> _WHAT THE TASK REQUIRES_
Below are some records. Return exactly the lines from the one containing "let hi = max.unwrap_or(f32::INFINITY);" through the one containing "Broadcasting binary operators.", both included, and only those.

> _DATASET EXCERPTS_

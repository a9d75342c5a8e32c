//! Elementwise Kernels
//!
//! Unary activations, clamp and broadcasting binary arithmetic.
//!
//! @version 0.1.0
//! @author `AutomataNexus` Development Team

use rayon::prelude::*;
use serde::{Deserialize, Serialize};

use super::{finish, float_values};
use crate::dtype::DType;
use crate::error::{TensorError, TensorResult};
use crate::shape::broadcast_shape;
use crate::tensor::Tensor;

/// Tensors above this size are processed in parallel.
const PARALLEL_THRESHOLD: usize = 4096;

// =============================================================================
// Unary Operations
// =============================================================================

/// Elementwise unary operators.
#[derive(Debug, Clone, Copy, PartialEq, Serialize, Deserialize)]
pub enum UnaryOp {
    /// max(x, 0).
    Relu,
    /// Logistic sigmoid.
    Sigmoid,
    /// Hyperbolic tangent.
    Tanh,
    /// GELU, tanh approximation.
    Gelu,
    /// x * sigmoid(x).
    Silu,
    /// x * tanh(softplus(x)).
    Mish,
    /// Exponential linear unit.
    Elu {
        /// Negative-side scale.
        alpha: f32,
    },
    /// Leaky ReLU.
    LeakyRelu {
        /// Negative-side slope.
        slope: f32,
    },
    /// x * relu6(x + 3) / 6.
    Hardswish,
    /// relu6(x + 3) / 6.
    Hardsigmoid,
    /// Clamp to a fixed range.
    Hardtanh {
        /// Lower bound.
        min: f32,
        /// Upper bound.
        max: f32,
    },
    /// Round half to even.
    Round,
    /// Absolute value; magnitude for complex input.
    Abs,
    /// x * x.
    Square,
    /// Exponential.
    Exp,
    /// Natural logarithm.
    Log,
    /// Square root.
    Sqrt,
    /// Negation.
    Neg,
}

impl UnaryOp {
    /// Applies the operator to one value.
    #[must_use]
    pub fn apply(self, x: f32) -> f32 {
        match self {
            Self::Relu => x.max(0.0),
            Self::Sigmoid => 1.0 / (1.0 + (-x).exp()),
            Self::Tanh => x.tanh(),
            Self::Gelu => {
                let c = (2.0_f32 / core::f32::consts::PI).sqrt();
                0.5 * x * (1.0 + (c * (x + 0.044_715 * x * x * x)).tanh())
            }
            Self::Silu => x / (1.0 + (-x).exp()),
            Self::Mish => x * x.exp().ln_1p().tanh(),
            Self::Elu { alpha } => {
                if x > 0.0 {
                    x
                } else {
                    alpha * x.exp_m1()
                }
            }
            Self::LeakyRelu { slope } => {
                if x > 0.0 {
                    x
                } else {
                    slope * x
                }
            }
            Self::Hardswish => x * (x + 3.0).clamp(0.0, 6.0) / 6.0,
            Self::Hardsigmoid => (x + 3.0).clamp(0.0, 6.0) / 6.0,
            Self::Hardtanh { min, max } => x.clamp(min, max),
            Self::Round => x.round_ties_even(),
            Self::Abs => x.abs(),
            Self::Square => x * x,
            Self::Exp => x.exp(),
            Self::Log => x.ln(),
            Self::Sqrt => x.sqrt(),
            Self::Neg => -x,
        }
    }

    /// Returns the operator name.
    #[must_use]
    pub fn name(self) -> &'static str {
        match self {
            Self::Relu => "relu",
            Self::Sigmoid => "sigmoid",
            Self::Tanh => "tanh",
            Self::Gelu => "gelu",
            Self::Silu => "silu",
            Self::Mish => "mish",
            Self::Elu { .. } => "elu",
            Self::LeakyRelu { .. } => "leaky_relu",
            Self::Hardswish => "hardswish",
            Self::Hardsigmoid => "hardsigmoid",
            Self::Hardtanh { .. } => "hardtanh",
            Self::Round => "round",
            Self::Abs => "abs",
            Self::Square => "square",
            Self::Exp => "exp",
            Self::Log => "log",
            Self::Sqrt => "sqrt",
            Self::Neg => "neg",
        }
    }
}

fn map_values(data: &[f32], f: impl Fn(f32) -> f32 + Sync + Send) -> Vec<f32> {
    if data.len() >= PARALLEL_THRESHOLD {
        data.par_iter().map(|&x| f(x)).collect()
    } else {
        data.iter().map(|&x| f(x)).collect()
    }
}

/// Applies a unary operator elementwise.
pub fn unary(t: &Tensor, op: UnaryOp) -> TensorResult<Tensor> {
    if t.dtype().is_complex() {
        if op != UnaryOp::Abs {
            return Err(TensorError::UnsupportedDType {
                dtype: t.dtype(),
                op: op.name(),
            });
        }
        let pairs = t.to_vec();
        let data = pairs.chunks(2).map(|c| c[0].hypot(c[1])).collect();
        return Ok(finish(data, t.shape(), DType::F32, t.layout()));
    }
    let data = float_values(t, op.name())?;
    Ok(finish(map_values(&data, |x| op.apply(x)), t.shape(), t.dtype(), t.layout()))
}

/// Clamps values to optional bounds.
pub fn clamp(t: &Tensor, min: Option<f32>, max: Option<f32>) -> TensorResult<Tensor> {
    let data = float_values(t, "clamp")?;
    let lo = min.unwrap_or(f32::NEG_INFINITY);
    let hi = max.unwrap_or(f32::INFINITY);
    Ok(finish(
        map_values(&data, |x| x.max(lo).min(hi)),
        t.shape(),
        t.dtype(),
        t.layout(),
    ))
}

// =============================================================================
// Binary Operations
// =============================================================================

/// Broadcasting binary operators.
#[derive(Debug, Clone, Copy, PartialEq, Eq, Hash, Serialize, Deserialize)]
pub enum BinaryOp {
    /// Addition.
    Add,
    /// Subtraction.
    Sub,
    /// Multiplication.
    Mul,
    /// Division.
    Div,
    /// Elementwise maximum.
    Maximum,
    /// Greater-than comparison producing bool.
    Gt,
}

impl BinaryOp {
    /// Applies the operator to one pair of values.
    #[must_use]
    pub fn apply(self, a: f32, b: f32) -> f32 {
        match self {
            Self::Add => a + b,
            Self::Sub => a - b,
            Self::Mul => a * b,
            Self::Div => a / b,
            Self::Maximum => a.max(b),
            Self::Gt => {
                if a > b {
                    1.0
                } else {
                    0.0
                }
            }
        }
    }

    /// Returns the operator name.
    #[must_use]
    pub fn name(self) -> &'static str {
        match self {
            Self::Add => "add",
            Self::Sub => "sub",
            Self::Mul => "mul",
            Self::Div => "div",
            Self::Maximum => "maximum",
            Self::Gt => "gt",
        }
    }

    /// Returns the right operand value that makes the operator an identity.
    #[must_use]
    pub fn identity_operand(self) -> Option<f32> {
        match self {
            Self::Add | Self::Sub => Some(0.0),
            Self::Mul | Self::Div => Some(1.0),
            Self::Maximum | Self::Gt => None,
        }
    }

    /// Result dtype for the given operand dtypes.
    pub fn result_dtype(self, lhs: DType, rhs: DType) -> TensorResult<DType> {
        let promoted = lhs
            .promote(rhs)
            .ok_or(TensorError::TypePromotion { lhs, rhs })?;
        if promoted.is_complex() {
            return Err(TensorError::UnsupportedDType {
                dtype: promoted,
                op: self.name(),
            });
        }
        Ok(if self == Self::Gt { DType::Bool } else { promoted })
    }
}

/// Applies a binary operator with broadcasting and type promotion.
pub fn binary(a: &Tensor, b: &Tensor, op: BinaryOp) -> TensorResult<Tensor> {
    let dtype = op.result_dtype(a.dtype(), b.dtype())?;
    let shape = broadcast_shape(a.shape(), b.shape())?;
    let lhs = a.broadcast_values(&shape)?;
    let rhs = b.broadcast_values(&shape)?;
    let data = lhs.iter().zip(rhs.iter()).map(|(&x, &y)| op.apply(x, y)).collect();
    Ok(finish(data, &shape, dtype, a.layout()))
}

/// Applies a binary operator between a tensor and a scalar.
///
/// With `scalar_first` the scalar is the left operand.
pub fn binary_scalar(t: &Tensor, scalar: f32, op: BinaryOp, scalar_first: bool) -> TensorResult<Tensor> {
    if t.dtype().is_quantized() || t.dtype().is_complex() {
        return Err(TensorError::UnsupportedDType {
            dtype: t.dtype(),
            op: op.name(),
        });
    }
    let dtype = if op == BinaryOp::Gt {
        DType::Bool
    } else if t.dtype().is_floating() {
        t.dtype()
    } else {
        DType::F32
    };
    let data = t.to_vec();
    let out = map_values(&data, |x| {
        if scalar_first {
            op.apply(scalar, x)
        } else {
            op.apply(x, scalar)
        }
    });
    Ok(finish(out, t.shape(), dtype, t.layout()))
}

// =============================================================================
// Tests
// =============================================================================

> _TASK OUTPUT_
    let hi = max.unwrap_or(f32::INFINITY);
    Ok(finish(
        map_values(&data, |x| x.max(lo).min(hi)),
        t.shape(),
        t.dtype(),
        t.layout(),
    ))
}

// =============================================================================
// Binary Operations
// =============================================================================

/// Broadcasting binary operators.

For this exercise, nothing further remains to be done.